> INSTRUCTIONS FOR THE TASK
Where "right" occurs in a line of the entries below, copy that line.

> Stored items
*** Block opens ***
fn tokenize(src: &str) -> Result<Vec<(usize, Tok)>, ExprError> {
    let mut tokens = Vec::new();
    let mut chars = src.char_indices().peekable();

    while let Some(&(i, ch)) = chars.peek() {
        if ch.is_whitespace() {
            chars.next();
            continue;
        }

        if ch.is_ascii_digit() {
            let mut end = i;
            let mut seen_dot = false;
            while let Some(&(j, c)) = chars.peek() {
                if c.is_ascii_digit() || (c == '.' && !seen_dot) {
                    seen_dot |= c == '.';
                    end = j + 1;
                    chars.next();
                } else {
                    break;
                }
            }
            let literal = &src[i..end];
            let tok = if seen_dot {
                literal
                    .parse::<f64>()
                    .map(Tok::Float)
                    .map_err(|_| syntax(i, format!("bad number '{literal}'")))?
            } else {
                literal
                    .parse::<i64>()
                    .map(Tok::Int)
                    .map_err(|_| syntax(i, format!("integer '{literal}' out of range")))?
            };
            tokens.push((i, tok));
            continue;
        }

        if ch.is_alphabetic() || ch == '_' {
            let mut end = i;
            while let Some(&(j, c)) = chars.peek() {
                if c.is_alphanumeric() || c == '_' {
                    end = j + c.len_utf8();
                    chars.next();
                } else {
                    break;
                }
            }
            tokens.push((i, Tok::Ident(src[i..end].to_string())));
            continue;
        }

        if ch == '\'' || ch == '"' {
            chars.next();
            let mut s = String::new();
            let mut closed = false;
            while let Some((_, c)) = chars.next() {
                match c {
                    c if c == ch => {
                        closed = true;
                        break;
                    }
                    '\\' => match chars.next() {
                        Some((_, 'n')) => s.push('\n'),
                        Some((_, 't')) => s.push('\t'),
                        Some((_, other)) => s.push(other),
                        None => break,
                    },
                    c => s.push(c),
                }
            }
            if !closed {
                return Err(syntax(i, "unterminated string"));
            }
            tokens.push((i, Tok::Str(s)));
            continue;
        }

        let rest = &src[i..];
        let sym = SYMBOLS
            .iter()
            .find(|s| rest.starts_with(**s))
            .ok_or_else(|| syntax(i, format!("unexpected character '{ch}'")))?;
        for _ in 0..sym.len() {
            chars.next();
        }
        tokens.push((i, Tok::Sym(*sym)));
    }

    Ok(tokens)
}

fn parse(src: &str) -> Result<Expr, ExprError> {
    let mut parser = Parser {
        tokens: tokenize(src)?,
        pos: 0,
        len: src.len(),
    };
    if parser.tokens.is_empty() {
        return Err(syntax(0, "empty expression"));
    }
    let expr = parser.or()?;
    match parser.tokens.get(parser.pos) {
        None => Ok(expr),
        Some((offset, tok)) => Err(syntax(*offset, format!("unexpected {tok:?}"))),
    }
}

struct Parser {
    tokens: Vec<(usize, Tok)>,
    pos: usize,
    len: usize,
}

impl Parser {
    fn peek(&self) -> Option<&Tok> {
        self.tokens.get(self.pos).map(|(_, t)| t)
    }

    fn offset(&self) -> usize {
        self.tokens.get(self.pos).map_or(self.len, |(o, _)| *o)
    }

    fn next(&mut self) -> Option<Tok> {
        let tok = self.tokens.get(self.pos).map(|(_, t)| t.clone());
        self.pos += 1;
        tok
    }

    fn eat_sym(&mut self, sym: &str) -> bool {
        if matches!(self.peek(), Some(Tok::Sym(s)) if *s == sym) {
            self.pos += 1;
            true
        } else {
            false
        }
    }

    fn eat_keyword(&mut self, kw: &str) -> bool {
        if matches!(self.peek(), Some(Tok::Ident(s)) if s == kw) {
            self.pos += 1;
            true
        } else {
            false
        }
    }

    fn expect_sym(&mut self, sym: &str) -> Result<(), ExprError> {
        if self.eat_sym(sym) {
            Ok(())
        } else {
            Err(syntax(self.offset(), format!("expected '{sym}'")))
        }
    }

    fn or(&mut self) -> Result<Expr, ExprError> {
        let mut left = self.and()?;
        while self.eat_keyword("or") {
            left = Expr::Or(Box::new(left), Box::new(self.and()?));
        }
        Ok(left)
    }

    fn and(&mut self) -> Result<Expr, ExprError> {
        let mut left = self.not()?;
        while self.eat_keyword("and") {
            left = Expr::And(Box::new(left), Box::new(self.not()?));
        }
        Ok(left)
    }

    fn not(&mut self) -> Result<Expr, ExprError> {
        if self.eat_keyword("not") {
            return Ok(Expr::Not(Box::new(self.not()?)));
        }
        self.comparison()
    }

    fn comparison(&mut self) -> Result<Expr, ExprError> {
        let left = self.additive()?;
        let op = match self.peek() {
            Some(Tok::Sym("==")) => BinOp::Eq,
            Some(Tok::Sym("!=")) => BinOp::Ne,
            Some(Tok::Sym("<")) => BinOp::Lt,
            Some(Tok::Sym("<=")) => BinOp::Le,
            Some(Tok::Sym(">")) => BinOp::Gt,
            Some(Tok::Sym(">=")) => BinOp::Ge,
            _ => return Ok(left),
        };
        self.pos += 1;
        let right = self.additive()?;
        Ok(Expr::Binary(op, Box::new(left), Box::new(right)))
    }

    fn additive(&mut self) -> Result<Expr, ExprError> {
        let mut left = self.multiplicative()?;
        loop {
            let op = match self.peek() {
                Some(Tok::Sym("+")) => BinOp::Add,
                Some(Tok::Sym("-")) => BinOp::Sub,
                _ => return Ok(left),
            };
            self.pos += 1;
            left = Expr::Binary(op, Box::new(left), Box::new(self.multiplicative()?));
        }
    }

    fn multiplicative(&mut self) -> Result<Expr, ExprError> {
        let mut left = self.unary()?;
        loop {
            let op = match self.peek() {
                Some(Tok::Sym("*")) => BinOp::Mul,
                Some(Tok::Sym("/")) => BinOp::Div,
                Some(Tok::Sym("//")) => BinOp::FloorDiv,
                Some(Tok::Sym("%")) => BinOp::Mod,
                _ => return Ok(left),
            };
            self.pos += 1;
            left = Expr::Binary(op, Box::new(left), Box::new(self.unary()?));
        }
    }

    fn unary(&mut self) -> Result<Expr, ExprError> {
        if self.eat_sym("-") {
            return Ok(Expr::Neg(Box::new(self.unary()?)));
        }
        if self.eat_sym("+") {
            return self.unary();
        }
        self.primary()
    }

    fn primary(&mut self) -> Result<Expr, ExprError> {
        let offset = self.offset();
        match self.next() {
            Some(Tok::Int(i)) => Ok(Expr::Literal(Value::from(i))),
            Some(Tok::Float(f)) => value::float(f)
                .map(Expr::Literal)
                .ok_or_else(|| syntax(offset, "non-finite float")),
            Some(Tok::Str(s)) => Ok(Expr::Literal(Value::String(s))),
            Some(Tok::Sym("(")) => {
                let inner = self.or()?;
                self.expect_sym(")")?;
                Ok(inner)
            }
            Some(Tok::Ident(word)) => self.named(word),
            Some(tok) => Err(syntax(offset, format!("unexpected {tok:?}"))),
            None => Err(syntax(offset, "unexpected end of expression")),
        }
    }

    fn named(&mut self, word: String) -> Result<Expr, ExprError> {
        match word.as_str() {
            "true" | "True" => return Ok(Expr::Literal(Value::Bool(true))),
            "false" | "False" => return Ok(Expr::Literal(Value::Bool(false))),
            "none" | "None" | "null" => return Ok(Expr::Literal(Value::Null)),
            "and" | "or" | "not" => {
                return Err(syntax(self.offset(), format!("unexpected keyword '{word}'")))
            }
            _ => {}
        }

        let (namespace, name) = if self.eat_sym(".") {
            match self.next() {
                Some(Tok::Ident(member)) => (Some(word), member),
                _ => return Err(syntax(self.offset(), "expected a member name after '.'")),
            }
        } else {
            (None, word)
        };

        if !self.eat_sym("(") {
            return Ok(Expr::Ref { namespace, name });
        }

        let mut args = Vec::new();
        if !self.eat_sym(")") {
            loop {
                args.push(self.or()?);
                if self.eat_sym(")") {
                    break;
                }
                self.expect_sym(",")?;
            }
        }
        Ok(Expr::Call {
            namespace,
            name,
            args,
        })
    }
}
*** Block closes ***
> WRITTEN SOLUTION
        let right = self.additive()?;
        Ok(Expr::Binary(op, Box::new(left), Box::new(right)))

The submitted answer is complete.